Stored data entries

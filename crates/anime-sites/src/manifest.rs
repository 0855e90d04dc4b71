//! Stream manifest helpers for the Aniboom player.
//!
//! The player hands out DASH (`.mpd`) or HLS (`master_device.m3u8`)
//! manifests whose segment references are relative to the media server.
//! Rewriting them to absolute URLs lets the file be played from anywhere.

use anime_fetch::{ErrorKind, FetchError, Result};
use serde_json::Value;
use std::path::Path;
use tracing::{debug, info};

const DASH_MARKER: &str = "<MPD";
const HLS_MASTER: &str = "master_device.m3u8";
const HLS_SEGMENT_PREFIX: &str = "media_";

#[derive(Debug, Clone, Copy, PartialEq, Eq)]
pub enum ManifestFormat {
    Dash,
    Hls,
}

impl ManifestFormat {
    pub fn detect(manifest: &str) -> Self {
        if manifest.contains(DASH_MARKER) {
            ManifestFormat::Dash
        } else {
            ManifestFormat::Hls
        }
    }

    /// File extension a saved manifest should carry.
    pub fn extension(&self) -> &'static str {
        match self {
            ManifestFormat::Dash => "mpd",
            ManifestFormat::Hls => "m3u8",
        }
    }
}

fn unexpected(message: String) -> FetchError {
    FetchError::new(ErrorKind::UnexpectedBehavior, message)
}

/// Make every segment reference in `manifest` absolute against `media_src`.
pub fn rewrite_manifest(media_src: &str, manifest: &str) -> Result<String> {
    match ManifestFormat::detect(manifest) {
        ManifestFormat::Dash => {
            let (slash, dot) = match (media_src.rfind('/'), media_src.rfind('.')) {
                (Some(slash), Some(dot)) if slash + 1 < dot => (slash, dot),
                _ => {
                    return Err(unexpected(format!(
                        "media src {:?} has no file name to rewrite",
                        media_src
                    )))
                }
            };
            let stem = &media_src[slash + 1..dot];
            let server_path = &media_src[..dot];
            debug!(stem, server_path, "Rewriting DASH manifest");
            Ok(manifest.replace(stem, server_path))
        }
        ManifestFormat::Hls => {
            let master = media_src.rfind(HLS_MASTER).ok_or_else(|| {
                unexpected(format!("media src {:?} is not an HLS master playlist", media_src))
            })?;
            let server_dir = &media_src[..master];
            debug!(server_dir, "Rewriting HLS manifest");
            Ok(manifest.replace(
                HLS_SEGMENT_PREFIX,
                &format!("{}{}", server_dir, HLS_SEGMENT_PREFIX),
            ))
        }
    }
}

/// Write a rewritten manifest to `path`.
pub async fn save_manifest(path: impl AsRef<Path>, manifest: &str) -> Result<()> {
    let path = path.as_ref();
    tokio::fs::write(path, manifest).await.map_err(|e| {
        FetchError::service(format!("failed to write manifest {}: {}", path.display(), e))
    })?;
    info!(path = %path.display(), bytes = manifest.len(), "Manifest saved");
    Ok(())
}

/// Pull the manifest URL out of the player's `data-parameters` attribute.
///
/// The attribute is JSON whose `dash` field is itself a JSON document
/// (normally a string) holding `src`.
pub fn media_src_from_parameters(data_parameters: &str) -> Result<String> {
    let parameters: Value = serde_json::from_str(data_parameters)
        .map_err(|e| unexpected(format!("player parameters are not JSON: {}", e)))?;

    let dash = match parameters.get("dash") {
        Some(Value::String(raw)) => serde_json::from_str::<Value>(raw)
            .map_err(|e| unexpected(format!("dash parameters are not JSON: {}", e)))?,
        Some(object @ Value::Object(_)) => object.clone(),
        _ => return Err(unexpected("player parameters have no dash entry".to_string())),
    };

    match dash.get("src") {
        Some(Value::String(src)) if !src.is_empty() => Ok(src.clone()),
        other => Err(unexpected(format!("dash src is not a string: {:?}", other))),
    }
}

/// Directory part of `media_src`, trailing slash kept.
pub fn media_server(media_src: &str) -> Result<String> {
    match media_src.rfind('/') {
        Some(slash) if slash + 1 < media_src.len() => Ok(media_src[..=slash].to_string()),
        _ => Err(unexpected(format!(
            "media src {:?} has no server directory",
            media_src
        ))),
    }
}

/// `//aniboom.one/embed/ID?params` -> `https://aniboom.one/embed/ID`.
pub fn normalize_embed_link(player_link: &str) -> Result<String> {
    let query = match player_link.rfind('?') {
        Some(query) if query + 1 < player_link.len() => query,
        _ => {
            return Err(unexpected(format!(
                "player link {:?} has no query to strip",
                player_link
            )))
        }
    };
    let link = &player_link[..query];
    if link.starts_with("https:") || link.starts_with("http:") {
        Ok(link.to_string())
    } else {
        Ok(format!("https:{}", link))
    }
}

#[cfg(test)]
mod tests {
    use super::*;
    use tempfile::TempDir;

    const DASH_SRC: &str = "https://sophia.yagami-light.com/7p/7P9qkv26dQ8/v26utto64xx66.mpd";

    #[test]
    fn test_rewrite_dash() {
        let manifest = r#"<?xml version="1.0"?>
<MPD xmlns="urn:mpeg:dash:schema:mpd:2011">
  <SegmentTemplate media="v26utto64xx66_$RepresentationID$_$Number$.m4s" initialization="v26utto64xx66_$RepresentationID$_init.m4s"/>
</MPD>"#;
        let rewritten = rewrite_manifest(DASH_SRC, manifest).unwrap();
        assert!(rewritten.contains(
            r#"media="https://sophia.yagami-light.com/7p/7P9qkv26dQ8/v26utto64xx66_$RepresentationID$_$Number$.m4s""#
        ));
        assert!(rewritten.contains(
            r#"initialization="https://sophia.yagami-light.com/7p/7P9qkv26dQ8/v26utto64xx66_$RepresentationID$_init.m4s""#
        ));
    }

    #[test]
    fn test_rewrite_dash_rejects_malformed_src() {
        let manifest = "<MPD></MPD>";
        for src in ["no-slash.mpd", "https://host/dir.v2/file", "https://host/.mpd"] {
            let err = rewrite_manifest(src, manifest).unwrap_err();
            assert_eq!(err.kind(), ErrorKind::UnexpectedBehavior, "{}", src);
        }
    }

    #[test]
    fn test_rewrite_hls() {
        let src = "https://calista.yagami-light.com/a1/abc/master_device.m3u8";
        let manifest = "#EXTM3U\n#EXT-X-STREAM-INF:BANDWIDTH=800000\nmedia_0.m3u8\n#EXT-X-STREAM-INF:BANDWIDTH=1400000\nmedia_1.m3u8\n";
        let rewritten = rewrite_manifest(src, manifest).unwrap();
        assert!(rewritten.contains("\nhttps://calista.yagami-light.com/a1/abc/media_0.m3u8\n"));
        assert!(rewritten.contains("\nhttps://calista.yagami-light.com/a1/abc/media_1.m3u8\n"));
        assert!(rewritten.starts_with("#EXTM3U"));
    }

    #[test]
    fn test_rewrite_hls_requires_master() {
        let err = rewrite_manifest("https://host/a/playlist.m3u8", "#EXTM3U\nmedia_0.m3u8")
            .unwrap_err();
        assert_eq!(err.kind(), ErrorKind::UnexpectedBehavior);
    }

    #[test]
    fn test_format_detection() {
        assert_eq!(ManifestFormat::detect("<MPD>"), ManifestFormat::Dash);
        assert_eq!(ManifestFormat::detect("#EXTM3U"), ManifestFormat::Hls);
        assert_eq!(ManifestFormat::Dash.extension(), "mpd");
    }

    #[test]
    fn test_media_src_from_parameters() {
        let parameters = r#"{"id":"yxVdenrqNar","dash":"{\"src\":\"https://sophia.yagami-light.com/7p/7P9qkv26dQ8/v26utto64xx66.mpd\"}"}"#;
        assert_eq!(media_src_from_parameters(parameters).unwrap(), DASH_SRC);

        let nested = r#"{"dash":{"src":"https://host/a/master_device.m3u8"}}"#;
        assert_eq!(
            media_src_from_parameters(nested).unwrap(),
            "https://host/a/master_device.m3u8"
        );
    }

    #[test]
    fn test_media_src_from_bad_parameters() {
        for parameters in [
            "not json",
            r#"{"hls":"{}"}"#,
            r#"{"dash":"not json"}"#,
            r#"{"dash":"{\"src\":42}"}"#,
        ] {
            let err = media_src_from_parameters(parameters).unwrap_err();
            assert_eq!(err.kind(), ErrorKind::UnexpectedBehavior, "{}", parameters);
        }
    }

    #[test]
    fn test_media_server() {
        assert_eq!(
            media_server(DASH_SRC).unwrap(),
            "https://sophia.yagami-light.com/7p/7P9qkv26dQ8/"
        );
        assert!(media_server("no-slash").is_err());
        assert!(media_server("https://host/dir/").is_err());
    }

    #[test]
    fn test_normalize_embed_link() {
        assert_eq!(
            normalize_embed_link("//aniboom.one/embed/yxVdenrqNar?episode=&translation=").unwrap(),
            "https://aniboom.one/embed/yxVdenrqNar"
        );
        assert_eq!(
            normalize_embed_link("https://aniboom.one/embed/abc?x=1").unwrap(),
            "https://aniboom.one/embed/abc"
        );
        let err = normalize_embed_link("//aniboom.one/embed/abc").unwrap_err();
        assert_eq!(err.kind(), ErrorKind::UnexpectedBehavior);
        assert!(normalize_embed_link("//aniboom.one/embed/abc?").is_err());
    }

    #[tokio::test]
    async fn test_save_manifest() {
        let temp_dir = TempDir::new().unwrap();
        let path = temp_dir.path().join("episode.mpd");

        save_manifest(&path, "<MPD></MPD>").await.unwrap();
        assert_eq!(std::fs::read_to_string(&path).unwrap(), "<MPD></MPD>");

        let missing = temp_dir.path().join("missing").join("episode.mpd");
        let err = save_manifest(&missing, "<MPD/>").await.unwrap_err();
        assert_eq!(err.kind(), ErrorKind::ServiceError);
    }
}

■ What is required: Looking at the data above, show all lines where the word "episode" occurs.

■ Written reply:
            normalize_embed_link("//aniboom.one/embed/yxVdenrqNar?episode=&translation=").unwrap(),
        let path = temp_dir.path().join("episode.mpd");
        let missing = temp_dir.path().join("missing").join("episode.mpd");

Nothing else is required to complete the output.